RECORDS FOR THE EXERCISE
——

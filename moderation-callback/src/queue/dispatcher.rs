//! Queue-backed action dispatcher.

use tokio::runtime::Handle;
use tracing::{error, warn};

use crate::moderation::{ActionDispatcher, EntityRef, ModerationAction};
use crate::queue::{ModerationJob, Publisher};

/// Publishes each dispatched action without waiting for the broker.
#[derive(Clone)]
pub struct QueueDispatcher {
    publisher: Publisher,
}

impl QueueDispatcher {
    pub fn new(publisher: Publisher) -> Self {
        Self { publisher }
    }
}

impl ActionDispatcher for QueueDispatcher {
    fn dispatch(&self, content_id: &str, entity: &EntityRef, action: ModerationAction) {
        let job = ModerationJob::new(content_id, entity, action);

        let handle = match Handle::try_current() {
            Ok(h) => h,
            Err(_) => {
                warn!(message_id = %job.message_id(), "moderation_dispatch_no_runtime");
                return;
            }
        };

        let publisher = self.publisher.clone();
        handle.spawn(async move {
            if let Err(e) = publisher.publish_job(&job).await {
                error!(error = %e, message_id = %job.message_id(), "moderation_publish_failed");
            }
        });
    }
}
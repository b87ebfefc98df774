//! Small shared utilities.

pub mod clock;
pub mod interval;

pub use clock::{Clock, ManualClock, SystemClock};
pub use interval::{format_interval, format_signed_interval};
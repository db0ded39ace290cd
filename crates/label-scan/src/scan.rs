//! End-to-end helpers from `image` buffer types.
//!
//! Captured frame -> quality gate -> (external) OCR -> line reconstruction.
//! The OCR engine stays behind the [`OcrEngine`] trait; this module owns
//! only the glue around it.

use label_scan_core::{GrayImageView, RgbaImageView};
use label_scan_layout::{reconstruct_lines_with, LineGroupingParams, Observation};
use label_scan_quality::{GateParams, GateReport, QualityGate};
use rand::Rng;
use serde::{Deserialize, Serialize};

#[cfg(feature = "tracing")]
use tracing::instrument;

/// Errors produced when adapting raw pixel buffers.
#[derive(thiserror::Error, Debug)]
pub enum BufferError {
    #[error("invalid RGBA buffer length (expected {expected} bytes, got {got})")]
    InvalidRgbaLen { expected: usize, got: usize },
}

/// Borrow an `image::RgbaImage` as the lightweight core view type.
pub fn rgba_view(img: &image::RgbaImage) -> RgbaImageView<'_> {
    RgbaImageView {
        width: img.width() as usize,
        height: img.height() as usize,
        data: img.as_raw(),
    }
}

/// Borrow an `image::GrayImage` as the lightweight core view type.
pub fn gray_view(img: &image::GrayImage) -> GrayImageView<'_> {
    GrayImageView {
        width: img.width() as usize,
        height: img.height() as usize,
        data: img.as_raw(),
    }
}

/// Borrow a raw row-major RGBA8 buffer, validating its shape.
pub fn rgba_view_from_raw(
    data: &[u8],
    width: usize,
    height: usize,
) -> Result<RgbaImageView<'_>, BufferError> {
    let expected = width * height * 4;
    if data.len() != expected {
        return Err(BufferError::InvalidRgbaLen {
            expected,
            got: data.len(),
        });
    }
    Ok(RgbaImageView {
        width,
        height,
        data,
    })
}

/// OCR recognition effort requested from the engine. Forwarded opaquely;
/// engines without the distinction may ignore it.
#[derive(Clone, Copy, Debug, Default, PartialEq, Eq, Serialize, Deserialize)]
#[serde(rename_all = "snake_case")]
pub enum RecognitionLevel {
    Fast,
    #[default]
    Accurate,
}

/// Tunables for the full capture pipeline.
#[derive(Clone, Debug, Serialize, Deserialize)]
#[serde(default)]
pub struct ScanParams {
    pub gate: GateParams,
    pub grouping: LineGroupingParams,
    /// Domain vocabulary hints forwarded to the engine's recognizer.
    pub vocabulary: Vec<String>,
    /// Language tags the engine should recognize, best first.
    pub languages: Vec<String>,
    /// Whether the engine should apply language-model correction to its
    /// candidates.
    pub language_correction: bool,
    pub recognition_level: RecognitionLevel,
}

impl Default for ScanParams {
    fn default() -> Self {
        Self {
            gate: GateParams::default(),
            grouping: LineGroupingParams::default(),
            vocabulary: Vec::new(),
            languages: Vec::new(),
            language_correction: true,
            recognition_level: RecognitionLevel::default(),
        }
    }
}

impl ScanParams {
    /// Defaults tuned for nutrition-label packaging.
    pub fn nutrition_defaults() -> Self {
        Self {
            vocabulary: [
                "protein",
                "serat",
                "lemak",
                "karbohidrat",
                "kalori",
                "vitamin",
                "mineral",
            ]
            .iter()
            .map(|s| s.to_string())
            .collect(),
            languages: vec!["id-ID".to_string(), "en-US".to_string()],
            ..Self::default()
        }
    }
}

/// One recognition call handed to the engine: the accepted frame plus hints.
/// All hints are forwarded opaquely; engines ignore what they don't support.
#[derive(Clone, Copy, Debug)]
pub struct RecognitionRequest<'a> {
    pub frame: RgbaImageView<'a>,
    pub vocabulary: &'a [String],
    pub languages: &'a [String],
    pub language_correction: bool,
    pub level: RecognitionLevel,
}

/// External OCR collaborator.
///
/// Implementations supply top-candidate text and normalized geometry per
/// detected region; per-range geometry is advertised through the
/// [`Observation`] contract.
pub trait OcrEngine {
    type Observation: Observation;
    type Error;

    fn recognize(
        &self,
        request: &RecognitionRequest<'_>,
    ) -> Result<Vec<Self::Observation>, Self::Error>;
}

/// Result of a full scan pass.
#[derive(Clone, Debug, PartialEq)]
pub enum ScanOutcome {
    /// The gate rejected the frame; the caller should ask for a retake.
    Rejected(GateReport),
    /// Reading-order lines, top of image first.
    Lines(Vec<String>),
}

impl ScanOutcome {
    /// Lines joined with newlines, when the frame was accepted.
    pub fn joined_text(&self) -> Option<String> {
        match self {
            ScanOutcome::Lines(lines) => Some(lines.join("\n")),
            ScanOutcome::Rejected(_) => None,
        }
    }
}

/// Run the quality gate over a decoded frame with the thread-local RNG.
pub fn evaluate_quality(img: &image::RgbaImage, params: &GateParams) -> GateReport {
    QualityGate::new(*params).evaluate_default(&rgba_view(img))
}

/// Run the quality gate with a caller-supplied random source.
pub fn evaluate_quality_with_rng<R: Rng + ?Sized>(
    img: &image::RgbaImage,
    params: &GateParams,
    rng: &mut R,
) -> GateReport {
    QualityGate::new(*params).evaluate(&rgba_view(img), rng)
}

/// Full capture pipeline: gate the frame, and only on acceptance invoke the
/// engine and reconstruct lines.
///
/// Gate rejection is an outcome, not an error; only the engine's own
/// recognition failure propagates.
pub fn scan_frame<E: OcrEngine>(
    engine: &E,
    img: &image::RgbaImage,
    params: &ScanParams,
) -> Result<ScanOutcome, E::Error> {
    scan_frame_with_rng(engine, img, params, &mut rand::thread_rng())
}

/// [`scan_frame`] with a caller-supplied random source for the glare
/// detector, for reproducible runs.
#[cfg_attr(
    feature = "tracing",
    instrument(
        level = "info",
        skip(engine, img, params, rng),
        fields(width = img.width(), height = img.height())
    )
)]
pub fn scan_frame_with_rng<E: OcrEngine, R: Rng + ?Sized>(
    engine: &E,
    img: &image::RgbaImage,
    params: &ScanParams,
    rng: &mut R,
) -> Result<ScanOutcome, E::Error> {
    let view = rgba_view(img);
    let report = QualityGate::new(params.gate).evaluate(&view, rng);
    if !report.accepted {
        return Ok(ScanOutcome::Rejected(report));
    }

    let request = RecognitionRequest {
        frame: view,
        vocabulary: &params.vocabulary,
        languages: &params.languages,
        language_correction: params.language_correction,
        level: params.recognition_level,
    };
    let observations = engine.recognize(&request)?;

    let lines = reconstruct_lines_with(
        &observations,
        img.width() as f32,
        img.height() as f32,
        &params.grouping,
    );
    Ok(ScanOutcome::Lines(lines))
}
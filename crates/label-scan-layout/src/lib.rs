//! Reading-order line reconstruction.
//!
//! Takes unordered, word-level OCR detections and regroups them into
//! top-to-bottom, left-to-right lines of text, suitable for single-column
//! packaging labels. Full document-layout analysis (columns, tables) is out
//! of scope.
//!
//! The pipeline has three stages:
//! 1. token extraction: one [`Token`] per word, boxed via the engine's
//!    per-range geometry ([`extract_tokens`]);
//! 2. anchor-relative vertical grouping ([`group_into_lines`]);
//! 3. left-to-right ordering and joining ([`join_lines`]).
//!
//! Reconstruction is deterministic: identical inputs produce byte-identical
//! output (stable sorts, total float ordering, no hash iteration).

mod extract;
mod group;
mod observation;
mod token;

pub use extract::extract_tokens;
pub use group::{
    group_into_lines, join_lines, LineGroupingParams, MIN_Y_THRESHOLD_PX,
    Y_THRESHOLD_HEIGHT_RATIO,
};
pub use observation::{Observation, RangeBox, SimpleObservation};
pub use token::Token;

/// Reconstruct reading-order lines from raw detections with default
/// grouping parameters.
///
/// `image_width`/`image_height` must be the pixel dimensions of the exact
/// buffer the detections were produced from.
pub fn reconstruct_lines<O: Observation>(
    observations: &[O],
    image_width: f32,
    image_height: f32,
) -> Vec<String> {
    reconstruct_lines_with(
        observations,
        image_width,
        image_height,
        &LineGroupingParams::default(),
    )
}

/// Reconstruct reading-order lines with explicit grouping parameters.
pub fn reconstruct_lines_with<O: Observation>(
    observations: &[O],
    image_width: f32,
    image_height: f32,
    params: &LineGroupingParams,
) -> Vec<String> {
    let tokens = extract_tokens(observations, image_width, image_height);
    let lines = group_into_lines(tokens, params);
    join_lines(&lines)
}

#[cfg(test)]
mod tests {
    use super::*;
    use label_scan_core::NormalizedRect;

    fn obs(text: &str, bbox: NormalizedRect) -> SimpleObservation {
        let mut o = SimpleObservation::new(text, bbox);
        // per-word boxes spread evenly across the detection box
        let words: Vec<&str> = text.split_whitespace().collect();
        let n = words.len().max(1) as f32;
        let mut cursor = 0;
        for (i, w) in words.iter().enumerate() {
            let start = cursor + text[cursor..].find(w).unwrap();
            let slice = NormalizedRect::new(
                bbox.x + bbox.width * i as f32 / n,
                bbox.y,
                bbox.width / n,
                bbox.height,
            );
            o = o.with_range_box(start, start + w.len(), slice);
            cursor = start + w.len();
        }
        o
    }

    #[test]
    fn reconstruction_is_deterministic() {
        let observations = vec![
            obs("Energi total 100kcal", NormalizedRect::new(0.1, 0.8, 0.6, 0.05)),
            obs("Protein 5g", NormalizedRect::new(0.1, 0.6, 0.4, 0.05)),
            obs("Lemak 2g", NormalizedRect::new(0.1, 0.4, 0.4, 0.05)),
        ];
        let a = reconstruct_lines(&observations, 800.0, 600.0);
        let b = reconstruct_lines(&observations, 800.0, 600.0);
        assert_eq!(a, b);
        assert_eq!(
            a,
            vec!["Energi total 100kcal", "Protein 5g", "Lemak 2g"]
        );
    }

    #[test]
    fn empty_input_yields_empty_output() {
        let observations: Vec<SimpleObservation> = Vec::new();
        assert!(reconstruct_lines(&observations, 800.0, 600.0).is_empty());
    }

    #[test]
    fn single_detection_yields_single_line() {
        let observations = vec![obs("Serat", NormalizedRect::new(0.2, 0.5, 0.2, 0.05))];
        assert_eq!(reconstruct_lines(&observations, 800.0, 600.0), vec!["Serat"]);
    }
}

——

TASK REQUIREMENTS
The lines from the one containing "assert_eq!(a, b);" through the last line of the records are the answer; set them down exactly and add nothing.

RESPONSE
        assert_eq!(a, b);
        assert_eq!(
            a,
            vec!["Energi total 100kcal", "Protein 5g", "Lemak 2g"]
        );
    }

    #[test]
    fn empty_input_yields_empty_output() {
        let observations: Vec<SimpleObservation> = Vec::new();
        assert!(reconstruct_lines(&observations, 800.0, 600.0).is_empty());
    }

    #[test]
    fn single_detection_yields_single_line() {
        let observations = vec![obs("Serat", NormalizedRect::new(0.2, 0.5, 0.2, 0.05))];
        assert_eq!(reconstruct_lines(&observations, 800.0, 600.0), vec!["Serat"]);
    }
}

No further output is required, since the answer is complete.